▸ **What to do**: For each line below with the word "field", write out a copy.

▸ **Exercise input**:
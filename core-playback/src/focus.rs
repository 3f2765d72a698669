//! # Audio Focus Tracking
//!
//! Keeps the player's side of the audio focus conversation with the host:
//! whether focus is held, whether a start is waiting for a delayed grant, and
//! whether playback was paused because focus was lost. The orchestrator asks
//! [`AudioFocus::on_change`] what to do about a change and performs the
//! resulting [`FocusAction`]s itself.

use bridge_traits::audio::{AudioFocusChange, AudioFocusHost, AudioFocusListener};
use std::fmt;
use std::sync::Arc;
use tracing::{debug, trace, warn};

/// Volume ceiling while another application speaks over the player.
pub const DUCK_VOLUME: f32 = 0.1;

/// What the orchestrator should do in response to a focus change.
#[derive(Debug, Clone, Copy, PartialEq, Eq)]
pub(crate) enum FocusAction {
    /// Resume playback that focus handling paused or held back.
    Resume,
    /// Pause without giving focus up, so the regain is still reported.
    Pause,
    /// Lower the volume to [`DUCK_VOLUME`].
    Duck,
    /// Undo a duck.
    Restore,
}

pub(crate) struct AudioFocus {
    host: Box<dyn AudioFocusHost>,
    enabled: bool,
    /// Last known focus; `None` while not held.
    current: Option<AudioFocusChange>,
    /// A request was not granted immediately; start once it is.
    start_requested: bool,
    paused_for_loss: bool,
}

impl AudioFocus {
    pub(crate) fn new(
        mut host: Box<dyn AudioFocusHost>,
        listener: Arc<dyn AudioFocusListener>,
        enabled: bool,
    ) -> Self {
        host.set_listener(Some(listener));
        Self {
            host,
            enabled,
            current: None,
            start_requested: false,
            paused_for_loss: false,
        }
    }

    pub(crate) fn is_enabled(&self) -> bool {
        self.enabled
    }

    /// Turning focus handling off gives up any focus held.
    pub(crate) fn set_enabled(&mut self, enabled: bool) {
        if !enabled {
            self.abandon();
        }
        self.enabled = enabled;
    }

    pub(crate) fn is_held(&self) -> bool {
        self.current.is_some_and(AudioFocusChange::is_gain)
    }

    pub(crate) fn request(&mut self) {
        if !self.enabled || self.current == Some(AudioFocusChange::Gain) {
            return;
        }
        match self.host.request_focus() {
            Ok(true) => {
                trace!("Audio focus granted");
                self.current = Some(AudioFocusChange::Gain);
            }
            Ok(false) => {
                debug!("Audio focus delayed");
                self.start_requested = true;
            }
            Err(err) => warn!(%err, "Audio focus request failed"),
        }
    }

    pub(crate) fn abandon(&mut self) {
        if !self.enabled {
            return;
        }
        self.start_requested = false;
        self.paused_for_loss = false;
        self.current = None;
        self.host.abandon_focus();
        trace!("Audio focus abandoned");
    }

    /// Decide how to react to `change`. Repeated changes are ignored.
    pub(crate) fn on_change(
        &mut self,
        change: AudioFocusChange,
        playing: bool,
        muted: bool,
    ) -> Vec<FocusAction> {
        if !self.enabled || self.current == Some(change) {
            return Vec::new();
        }
        self.current = Some(change);

        let mut actions = Vec::new();
        match change {
            AudioFocusChange::Gain | AudioFocusChange::GainTransient => {
                if std::mem::take(&mut self.start_requested)
                    | std::mem::take(&mut self.paused_for_loss)
                {
                    actions.push(FocusAction::Resume);
                }
                if !muted {
                    actions.push(FocusAction::Restore);
                }
            }
            AudioFocusChange::Loss | AudioFocusChange::LossTransient => {
                if playing {
                    self.paused_for_loss = true;
                    actions.push(FocusAction::Pause);
                }
            }
            AudioFocusChange::LossTransientCanDuck => {
                if playing && !muted {
                    actions.push(FocusAction::Duck);
                }
            }
        }
        debug!(?change, ?actions, "Audio focus changed");
        actions
    }
}

impl fmt::Debug for AudioFocus {
    fn fmt(&self, f: &mut fmt::Formatter<'_>) -> fmt::Result {
        f.debug_struct("AudioFocus")
            .field("enabled", &self.enabled)
            .field("current", &self.current)
            .field("start_requested", &self.start_requested)
            .field("paused_for_loss", &self.paused_for_loss)
            .finish()
    }
}

#[cfg(test)]
mod tests {
    use super::*;
    use bridge_traits::error::{BridgeError, Result as BridgeResult};
    use mockall::mock;

    mock! {
        Host {}
        impl AudioFocusHost for Host {
            fn set_listener(&mut self, listener: Option<Arc<dyn AudioFocusListener>>);
            fn request_focus(&mut self) -> BridgeResult<bool>;
            fn abandon_focus(&mut self);
        }
    }

    struct NullListener;

    impl AudioFocusListener for NullListener {
        fn on_focus_change(&self, _change: AudioFocusChange) {}
    }

    fn focus(host: MockHost, enabled: bool) -> AudioFocus {
        AudioFocus::new(Box::new(host), Arc::new(NullListener), enabled)
    }

    fn host() -> MockHost {
        let mut host = MockHost::new();
        host.expect_set_listener().times(1).return_const(());
        host
    }

    #[test]
    fn test_granted_request_is_not_repeated() {
        let mut host = host();
        host.expect_request_focus().times(1).returning(|| Ok(true));
        let mut focus = focus(host, true);

        focus.request();
        focus.request();
        assert!(focus.is_held());
    }

    #[test]
    fn test_delayed_grant_resumes() {
        let mut host = host();
        host.expect_request_focus().times(1).returning(|| Ok(false));
        let mut focus = focus(host, true);

        focus.request();
        assert!(!focus.is_held());
        assert_eq!(
            focus.on_change(AudioFocusChange::Gain, false, false),
            vec![FocusAction::Resume, FocusAction::Restore]
        );
        assert!(focus.is_held());
    }

    #[test]
    fn test_loss_pauses_and_regain_resumes_once() {
        let mut host = host();
        host.expect_request_focus().returning(|| Ok(true));
        let mut focus = focus(host, true);
        focus.request();

        assert_eq!(
            focus.on_change(AudioFocusChange::LossTransient, true, false),
            vec![FocusAction::Pause]
        );
        assert_eq!(
            focus.on_change(AudioFocusChange::GainTransient, false, false),
            vec![FocusAction::Resume, FocusAction::Restore]
        );
        assert_eq!(
            focus.on_change(AudioFocusChange::Loss, false, false),
            Vec::new()
        );
        assert_eq!(
            focus.on_change(AudioFocusChange::Gain, false, false),
            vec![FocusAction::Restore]
        );
    }

    #[test]
    fn test_duplicate_change_is_ignored() {
        let mut focus = focus(host(), true);
        assert_eq!(
            focus.on_change(AudioFocusChange::LossTransientCanDuck, true, false),
            vec![FocusAction::Duck]
        );
        assert!(focus
            .on_change(AudioFocusChange::LossTransientCanDuck, true, false)
            .is_empty());
    }

    #[test]
    fn test_muted_player_neither_ducks_nor_restores() {
        let mut focus = focus(host(), true);
        assert!(focus
            .on_change(AudioFocusChange::LossTransientCanDuck, true, true)
            .is_empty());
        assert!(focus.on_change(AudioFocusChange::Gain, true, true).is_empty());
    }

    #[test]
    fn test_abandon_forgets_pending_resume() {
        let mut host = host();
        host.expect_request_focus().returning(|| Ok(true));
        host.expect_abandon_focus().times(1).return_const(());
        let mut focus = focus(host, true);
        focus.request();
        focus.on_change(AudioFocusChange::LossTransient, true, false);

        focus.abandon();
        assert!(!focus.is_held());
        assert_eq!(
            focus.on_change(AudioFocusChange::Gain, false, false),
            vec![FocusAction::Restore]
        );
    }

    #[test]
    fn test_disabled_focus_never_reaches_host() {
        let mut host = host();
        host.expect_request_focus().never();
        host.expect_abandon_focus().never();
        let mut focus = focus(host, false);

        focus.request();
        focus.abandon();
        assert!(focus.on_change(AudioFocusChange::Loss, true, false).is_empty());
    }

    #[test]
    fn test_disabling_abandons_held_focus() {
        let mut host = host();
        host.expect_request_focus().returning(|| Ok(true));
        host.expect_abandon_focus().times(1).return_const(());
        let mut focus = focus(host, true);
        focus.request();

        focus.set_enabled(false);
        assert!(!focus.is_enabled());
        assert!(!focus.is_held());
    }

    #[test]
    fn test_request_failure_is_contained() {
        let mut host = host();
        host.expect_request_focus()
            .returning(|| Err(BridgeError::NotAvailable("audio service".into())));
        let mut focus = focus(host, true);

        focus.request();
        assert!(!focus.is_held());
    }
}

▸ **Written answer**:
            .field("enabled", &self.enabled)
            .field("current", &self.current)
            .field("start_requested", &self.start_requested)
            .field("paused_for_loss", &self.paused_for_loss)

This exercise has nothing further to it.